I have a friend who's a senior network engineer. He spent many years as the top network troubleshooter for a major U.S. bank.
Yesterday he and I were discussing the NetFlow analysis features of a particular network management product. (NetFlow is a protocol for measuring network activity—top applications in use, amount of traffic flowing through a router, etc.) He was disappointed that this particular product's NetFlow capabilities were so minimal. Other NetFlow analysis products could access the same raw data and present more more useful analysis to network engineers.
The problem, he said, is that the engineering manager who built the product didn't believe that you had to know a lot about the market or technology you were working with; instead, you simply had to be smart.
My friend and I agreed: It's always a mistake to base your products and services merely on what you know, instead of what customers need. The customer should always be your primary focus. And if you need to understand customer needs in a mature market like the network management market, you'd better learn a lot about network management fast, if you're going to start building products.
So don't ask, "What can I build with what I know?"

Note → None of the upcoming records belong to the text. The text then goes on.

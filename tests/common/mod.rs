#![allow(dead_code)]

use rust_decimal::Decimal;
use storefront_client::application::commands::{Action, Command};
use storefront_client::application::state::AppState;
use storefront_client::application::storefront::Storefront;
use storefront_client::domain::customer::Customer;
use storefront_client::domain::product::{Price, Product};
use storefront_client::infrastructure::in_memory::InMemoryGateway;

pub struct Fixture {
    pub gateway: InMemoryGateway,
    pub storefront: Storefront,
    pub state: AppState,
    pub products: Vec<Product>,
    pub customer: Customer,
}

pub fn price(value: Decimal) -> Price {
    Price::new(value).expect("test prices are non-negative")
}

/// A storefront over an in-memory backend with the given `(name, price, stock)`
/// products and one customer, already loaded into state. The call log starts
/// empty.
pub async fn fixture(catalog: &[(&str, Decimal, u32)]) -> Fixture {
    let gateway = InMemoryGateway::new();
    let mut products = Vec::new();
    for (name, value, stock) in catalog {
        products.push(gateway.seed_product(name, price(*value), *stock).await);
    }
    let customer = gateway.seed_customer("Ada", "ada@example.com").await;

    let mut storefront = Storefront::new(Box::new(gateway.clone()));
    let mut state = AppState::new();
    storefront.dispatch(&mut state, Action::Refresh).await;
    gateway.clear_calls().await;

    Fixture {
        gateway,
        storefront,
        state,
        products,
        customer,
    }
}

impl Fixture {
    pub async fn run(&mut self, command: Command) {
        self.storefront
            .dispatch(&mut self.state, Action::Local(command))
            .await;
    }

    pub async fn dispatch(&mut self, action: Action) {
        self.storefront.dispatch(&mut self.state, action).await;
    }
}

Instead ask, "What does the customer need, and how can I build it?" If you need to learn something new along the way or hire industry experts in order to build that new thing, so be it.
Otherwise, you'll end up making a half-hearted attempt, come up with a half-baked product, and reap so-so results.
Lesson: To avoid drifting off course, pay attention to the direction you're facing when you start. Don't face inward, toward your own team. Face outward toward the customer. And stay focused there. Your steadfastness will pay off.